→ **Work required**:
Whenever a line in the data holds the string "GetTopic", pull that line out.

Provided entries: Begin

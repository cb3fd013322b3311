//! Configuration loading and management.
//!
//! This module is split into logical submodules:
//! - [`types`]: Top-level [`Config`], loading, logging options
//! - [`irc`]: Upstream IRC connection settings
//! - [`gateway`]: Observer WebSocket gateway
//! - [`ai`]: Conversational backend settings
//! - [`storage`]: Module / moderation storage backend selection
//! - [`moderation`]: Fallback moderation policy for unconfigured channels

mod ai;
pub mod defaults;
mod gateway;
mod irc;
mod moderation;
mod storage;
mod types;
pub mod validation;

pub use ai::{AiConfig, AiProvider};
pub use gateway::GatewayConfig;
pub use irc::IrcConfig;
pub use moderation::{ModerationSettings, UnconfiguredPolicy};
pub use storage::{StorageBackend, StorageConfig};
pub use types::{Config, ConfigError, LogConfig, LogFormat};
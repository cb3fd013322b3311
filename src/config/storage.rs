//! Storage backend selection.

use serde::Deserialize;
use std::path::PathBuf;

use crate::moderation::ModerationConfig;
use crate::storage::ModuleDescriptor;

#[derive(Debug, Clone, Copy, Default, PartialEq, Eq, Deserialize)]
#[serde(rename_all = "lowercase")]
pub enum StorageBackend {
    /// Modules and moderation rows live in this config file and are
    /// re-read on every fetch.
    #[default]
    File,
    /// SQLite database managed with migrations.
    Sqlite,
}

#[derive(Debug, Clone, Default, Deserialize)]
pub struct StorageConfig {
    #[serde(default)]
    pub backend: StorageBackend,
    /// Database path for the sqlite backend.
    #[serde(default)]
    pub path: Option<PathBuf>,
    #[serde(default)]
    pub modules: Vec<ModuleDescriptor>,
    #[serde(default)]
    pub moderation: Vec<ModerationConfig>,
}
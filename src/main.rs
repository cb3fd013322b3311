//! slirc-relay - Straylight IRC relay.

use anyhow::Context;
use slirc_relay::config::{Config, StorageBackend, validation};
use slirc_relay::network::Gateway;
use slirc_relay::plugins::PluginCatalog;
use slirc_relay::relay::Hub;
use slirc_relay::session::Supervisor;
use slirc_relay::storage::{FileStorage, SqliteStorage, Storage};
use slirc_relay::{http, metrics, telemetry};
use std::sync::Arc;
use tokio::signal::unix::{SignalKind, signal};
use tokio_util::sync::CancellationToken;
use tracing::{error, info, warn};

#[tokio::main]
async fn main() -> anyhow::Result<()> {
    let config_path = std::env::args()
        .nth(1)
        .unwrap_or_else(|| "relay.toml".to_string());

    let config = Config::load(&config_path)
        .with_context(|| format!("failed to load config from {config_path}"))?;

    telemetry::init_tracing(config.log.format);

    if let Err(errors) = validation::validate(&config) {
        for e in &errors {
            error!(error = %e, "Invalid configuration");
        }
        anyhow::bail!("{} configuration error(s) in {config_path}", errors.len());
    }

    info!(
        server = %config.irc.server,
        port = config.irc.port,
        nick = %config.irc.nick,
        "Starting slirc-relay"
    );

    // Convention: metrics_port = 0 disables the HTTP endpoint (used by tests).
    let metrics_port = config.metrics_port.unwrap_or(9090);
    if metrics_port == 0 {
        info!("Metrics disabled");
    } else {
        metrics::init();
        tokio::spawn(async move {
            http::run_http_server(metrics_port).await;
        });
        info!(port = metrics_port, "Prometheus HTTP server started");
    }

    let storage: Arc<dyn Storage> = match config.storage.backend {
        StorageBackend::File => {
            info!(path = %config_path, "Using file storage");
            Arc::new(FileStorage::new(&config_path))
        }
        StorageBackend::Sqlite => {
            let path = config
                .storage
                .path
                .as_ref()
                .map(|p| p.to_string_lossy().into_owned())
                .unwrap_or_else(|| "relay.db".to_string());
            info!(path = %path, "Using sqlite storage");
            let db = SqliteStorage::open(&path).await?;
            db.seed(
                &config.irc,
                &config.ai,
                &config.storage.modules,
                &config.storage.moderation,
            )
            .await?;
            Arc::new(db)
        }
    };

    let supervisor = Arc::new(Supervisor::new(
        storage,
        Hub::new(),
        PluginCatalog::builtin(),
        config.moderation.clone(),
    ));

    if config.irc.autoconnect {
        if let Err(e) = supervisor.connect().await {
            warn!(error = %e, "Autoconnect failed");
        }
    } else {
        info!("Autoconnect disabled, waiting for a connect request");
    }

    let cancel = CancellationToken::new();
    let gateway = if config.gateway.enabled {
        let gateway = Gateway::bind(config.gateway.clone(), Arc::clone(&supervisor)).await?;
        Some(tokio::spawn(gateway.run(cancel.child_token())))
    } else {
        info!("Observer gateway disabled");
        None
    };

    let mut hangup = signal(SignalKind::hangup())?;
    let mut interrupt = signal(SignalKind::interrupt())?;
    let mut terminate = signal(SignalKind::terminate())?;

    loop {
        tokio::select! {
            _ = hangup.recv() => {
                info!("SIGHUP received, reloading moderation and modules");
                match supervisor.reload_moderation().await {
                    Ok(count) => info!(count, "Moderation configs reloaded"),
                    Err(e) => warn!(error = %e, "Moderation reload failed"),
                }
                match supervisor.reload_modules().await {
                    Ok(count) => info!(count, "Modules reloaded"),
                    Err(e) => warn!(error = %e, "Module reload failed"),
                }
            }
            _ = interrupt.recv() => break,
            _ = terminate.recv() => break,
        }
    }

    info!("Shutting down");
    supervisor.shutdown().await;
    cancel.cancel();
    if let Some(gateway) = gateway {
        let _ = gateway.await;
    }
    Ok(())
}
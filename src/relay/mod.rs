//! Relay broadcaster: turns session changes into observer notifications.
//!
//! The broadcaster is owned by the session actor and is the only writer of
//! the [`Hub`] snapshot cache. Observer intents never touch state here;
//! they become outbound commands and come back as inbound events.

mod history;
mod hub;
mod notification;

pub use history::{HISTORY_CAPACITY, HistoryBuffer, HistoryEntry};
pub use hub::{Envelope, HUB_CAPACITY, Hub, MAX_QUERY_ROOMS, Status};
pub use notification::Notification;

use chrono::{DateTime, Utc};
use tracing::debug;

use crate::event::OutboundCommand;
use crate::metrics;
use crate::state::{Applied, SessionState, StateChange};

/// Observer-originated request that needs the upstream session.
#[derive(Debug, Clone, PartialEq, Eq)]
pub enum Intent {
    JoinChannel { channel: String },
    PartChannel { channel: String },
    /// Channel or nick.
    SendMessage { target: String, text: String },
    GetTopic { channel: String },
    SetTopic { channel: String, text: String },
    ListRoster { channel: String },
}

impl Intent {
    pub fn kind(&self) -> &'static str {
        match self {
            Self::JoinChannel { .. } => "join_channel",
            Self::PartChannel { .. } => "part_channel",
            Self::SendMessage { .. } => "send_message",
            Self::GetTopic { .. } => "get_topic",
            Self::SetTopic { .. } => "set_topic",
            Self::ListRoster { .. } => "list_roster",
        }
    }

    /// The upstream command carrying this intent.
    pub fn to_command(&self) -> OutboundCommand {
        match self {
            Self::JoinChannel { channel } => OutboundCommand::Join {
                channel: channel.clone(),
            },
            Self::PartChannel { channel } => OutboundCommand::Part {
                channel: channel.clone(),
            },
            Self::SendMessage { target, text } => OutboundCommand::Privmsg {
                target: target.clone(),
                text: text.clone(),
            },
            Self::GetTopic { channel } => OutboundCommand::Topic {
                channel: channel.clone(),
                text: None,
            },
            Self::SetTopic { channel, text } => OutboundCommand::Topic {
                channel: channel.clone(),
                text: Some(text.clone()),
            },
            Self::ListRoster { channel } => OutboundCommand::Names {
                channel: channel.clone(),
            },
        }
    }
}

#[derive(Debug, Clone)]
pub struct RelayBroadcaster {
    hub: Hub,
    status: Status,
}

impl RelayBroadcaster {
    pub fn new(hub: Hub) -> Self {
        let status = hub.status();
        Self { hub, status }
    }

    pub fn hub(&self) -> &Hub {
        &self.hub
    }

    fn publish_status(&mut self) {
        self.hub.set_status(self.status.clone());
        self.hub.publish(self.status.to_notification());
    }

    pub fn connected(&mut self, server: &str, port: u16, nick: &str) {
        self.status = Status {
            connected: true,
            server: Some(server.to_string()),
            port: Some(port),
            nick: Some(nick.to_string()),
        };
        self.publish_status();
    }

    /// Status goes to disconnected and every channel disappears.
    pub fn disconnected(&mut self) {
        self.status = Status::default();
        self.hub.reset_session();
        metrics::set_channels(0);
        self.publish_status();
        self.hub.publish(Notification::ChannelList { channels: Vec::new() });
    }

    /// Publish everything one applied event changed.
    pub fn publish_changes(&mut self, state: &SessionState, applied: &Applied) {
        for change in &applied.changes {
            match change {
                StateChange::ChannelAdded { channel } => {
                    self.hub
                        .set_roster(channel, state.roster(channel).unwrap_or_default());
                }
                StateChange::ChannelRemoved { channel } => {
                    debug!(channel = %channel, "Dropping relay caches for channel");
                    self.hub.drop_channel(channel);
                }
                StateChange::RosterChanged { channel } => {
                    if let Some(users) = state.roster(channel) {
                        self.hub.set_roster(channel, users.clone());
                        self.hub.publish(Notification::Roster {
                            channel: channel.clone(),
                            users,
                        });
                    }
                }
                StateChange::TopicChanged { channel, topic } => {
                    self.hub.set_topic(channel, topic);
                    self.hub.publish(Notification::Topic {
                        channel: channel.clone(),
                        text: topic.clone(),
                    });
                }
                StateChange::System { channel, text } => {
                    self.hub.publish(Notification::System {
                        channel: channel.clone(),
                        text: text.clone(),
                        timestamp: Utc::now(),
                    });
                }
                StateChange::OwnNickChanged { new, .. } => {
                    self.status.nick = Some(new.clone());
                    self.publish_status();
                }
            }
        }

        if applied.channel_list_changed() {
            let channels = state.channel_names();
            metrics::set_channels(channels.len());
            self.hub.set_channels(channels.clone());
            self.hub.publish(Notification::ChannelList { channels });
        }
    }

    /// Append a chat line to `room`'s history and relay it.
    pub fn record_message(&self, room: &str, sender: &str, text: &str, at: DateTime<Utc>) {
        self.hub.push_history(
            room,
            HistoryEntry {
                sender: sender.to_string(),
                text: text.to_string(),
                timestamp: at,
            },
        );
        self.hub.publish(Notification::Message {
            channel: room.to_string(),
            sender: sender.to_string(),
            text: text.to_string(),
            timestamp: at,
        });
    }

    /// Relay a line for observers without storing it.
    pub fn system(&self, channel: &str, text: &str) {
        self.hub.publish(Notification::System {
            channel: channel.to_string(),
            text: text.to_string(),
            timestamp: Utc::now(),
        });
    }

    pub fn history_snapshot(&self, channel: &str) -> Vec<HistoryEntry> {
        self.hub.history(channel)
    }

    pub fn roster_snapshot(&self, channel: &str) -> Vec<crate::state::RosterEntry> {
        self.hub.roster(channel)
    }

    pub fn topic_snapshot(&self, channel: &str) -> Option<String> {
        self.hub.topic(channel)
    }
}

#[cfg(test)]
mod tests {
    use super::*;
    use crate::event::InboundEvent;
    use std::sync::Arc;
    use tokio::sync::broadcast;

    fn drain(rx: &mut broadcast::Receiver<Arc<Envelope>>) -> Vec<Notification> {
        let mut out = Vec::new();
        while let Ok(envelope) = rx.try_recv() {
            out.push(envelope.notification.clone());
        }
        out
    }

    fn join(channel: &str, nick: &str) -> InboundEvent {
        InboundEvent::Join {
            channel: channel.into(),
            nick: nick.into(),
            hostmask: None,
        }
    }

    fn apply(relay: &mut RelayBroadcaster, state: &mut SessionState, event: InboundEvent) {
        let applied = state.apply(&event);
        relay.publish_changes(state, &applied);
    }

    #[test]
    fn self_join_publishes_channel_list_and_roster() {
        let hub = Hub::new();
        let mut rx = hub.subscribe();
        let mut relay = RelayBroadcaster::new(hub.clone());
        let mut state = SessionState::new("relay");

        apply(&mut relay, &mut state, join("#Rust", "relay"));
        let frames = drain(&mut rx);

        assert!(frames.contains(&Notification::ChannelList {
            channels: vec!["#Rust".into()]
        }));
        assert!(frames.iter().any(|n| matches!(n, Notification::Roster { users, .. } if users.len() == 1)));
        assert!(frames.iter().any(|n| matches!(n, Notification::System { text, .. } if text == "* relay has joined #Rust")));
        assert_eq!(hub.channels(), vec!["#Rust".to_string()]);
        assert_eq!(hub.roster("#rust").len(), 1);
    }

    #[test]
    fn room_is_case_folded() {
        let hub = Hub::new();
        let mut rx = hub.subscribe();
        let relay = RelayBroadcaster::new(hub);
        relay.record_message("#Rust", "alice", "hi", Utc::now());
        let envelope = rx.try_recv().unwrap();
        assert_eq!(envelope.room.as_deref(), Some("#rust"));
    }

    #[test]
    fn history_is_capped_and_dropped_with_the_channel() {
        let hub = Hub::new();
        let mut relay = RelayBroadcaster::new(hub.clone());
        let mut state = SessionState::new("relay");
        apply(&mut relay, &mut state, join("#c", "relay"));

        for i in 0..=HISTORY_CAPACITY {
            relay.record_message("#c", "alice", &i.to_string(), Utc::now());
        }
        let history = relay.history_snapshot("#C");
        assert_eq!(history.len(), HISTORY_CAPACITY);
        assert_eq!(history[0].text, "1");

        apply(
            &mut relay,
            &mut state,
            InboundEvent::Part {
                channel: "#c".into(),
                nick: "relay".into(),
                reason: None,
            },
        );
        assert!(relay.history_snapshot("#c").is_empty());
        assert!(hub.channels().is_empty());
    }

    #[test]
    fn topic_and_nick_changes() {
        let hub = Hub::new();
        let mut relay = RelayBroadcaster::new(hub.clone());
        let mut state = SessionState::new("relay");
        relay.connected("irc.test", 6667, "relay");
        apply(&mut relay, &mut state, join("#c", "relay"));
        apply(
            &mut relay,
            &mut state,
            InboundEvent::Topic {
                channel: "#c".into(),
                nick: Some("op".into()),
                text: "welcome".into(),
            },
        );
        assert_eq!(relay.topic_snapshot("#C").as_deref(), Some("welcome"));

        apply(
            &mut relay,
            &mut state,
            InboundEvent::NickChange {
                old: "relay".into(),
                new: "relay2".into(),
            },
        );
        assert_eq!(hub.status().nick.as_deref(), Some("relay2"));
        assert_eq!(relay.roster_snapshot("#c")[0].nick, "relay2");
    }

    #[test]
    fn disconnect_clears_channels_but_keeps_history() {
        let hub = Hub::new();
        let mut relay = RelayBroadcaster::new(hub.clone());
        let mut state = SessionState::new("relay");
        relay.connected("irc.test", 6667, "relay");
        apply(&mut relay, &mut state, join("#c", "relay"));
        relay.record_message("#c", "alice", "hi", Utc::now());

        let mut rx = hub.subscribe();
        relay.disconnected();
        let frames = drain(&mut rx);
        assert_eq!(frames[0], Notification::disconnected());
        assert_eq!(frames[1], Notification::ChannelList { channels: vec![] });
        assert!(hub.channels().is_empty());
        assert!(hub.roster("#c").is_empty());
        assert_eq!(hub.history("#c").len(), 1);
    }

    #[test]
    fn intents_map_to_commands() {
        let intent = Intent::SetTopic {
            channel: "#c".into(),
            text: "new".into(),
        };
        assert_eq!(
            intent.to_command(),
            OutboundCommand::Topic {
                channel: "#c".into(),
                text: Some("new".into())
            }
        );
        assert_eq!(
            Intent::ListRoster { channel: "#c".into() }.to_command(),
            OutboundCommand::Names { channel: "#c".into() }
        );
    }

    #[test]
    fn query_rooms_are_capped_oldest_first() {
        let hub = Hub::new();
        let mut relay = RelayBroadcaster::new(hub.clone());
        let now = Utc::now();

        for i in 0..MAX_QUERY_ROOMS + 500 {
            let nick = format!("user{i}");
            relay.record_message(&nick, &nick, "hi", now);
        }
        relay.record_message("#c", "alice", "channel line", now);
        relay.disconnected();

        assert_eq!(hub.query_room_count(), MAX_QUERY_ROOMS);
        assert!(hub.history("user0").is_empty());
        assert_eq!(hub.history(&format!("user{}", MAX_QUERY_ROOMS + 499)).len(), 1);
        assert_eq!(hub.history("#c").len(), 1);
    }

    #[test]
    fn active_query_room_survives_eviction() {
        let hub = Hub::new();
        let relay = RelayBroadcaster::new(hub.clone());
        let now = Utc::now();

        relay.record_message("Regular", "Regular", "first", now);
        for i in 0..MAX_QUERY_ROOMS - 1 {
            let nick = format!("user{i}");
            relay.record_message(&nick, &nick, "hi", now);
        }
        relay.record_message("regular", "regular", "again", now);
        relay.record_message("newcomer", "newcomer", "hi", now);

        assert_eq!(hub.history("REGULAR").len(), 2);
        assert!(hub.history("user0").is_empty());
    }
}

Provided entries: End

→ **The answer**:
    GetTopic { channel: String },
            Self::GetTopic { .. } => "get_topic",
            Self::GetTopic { channel } => OutboundCommand::Topic {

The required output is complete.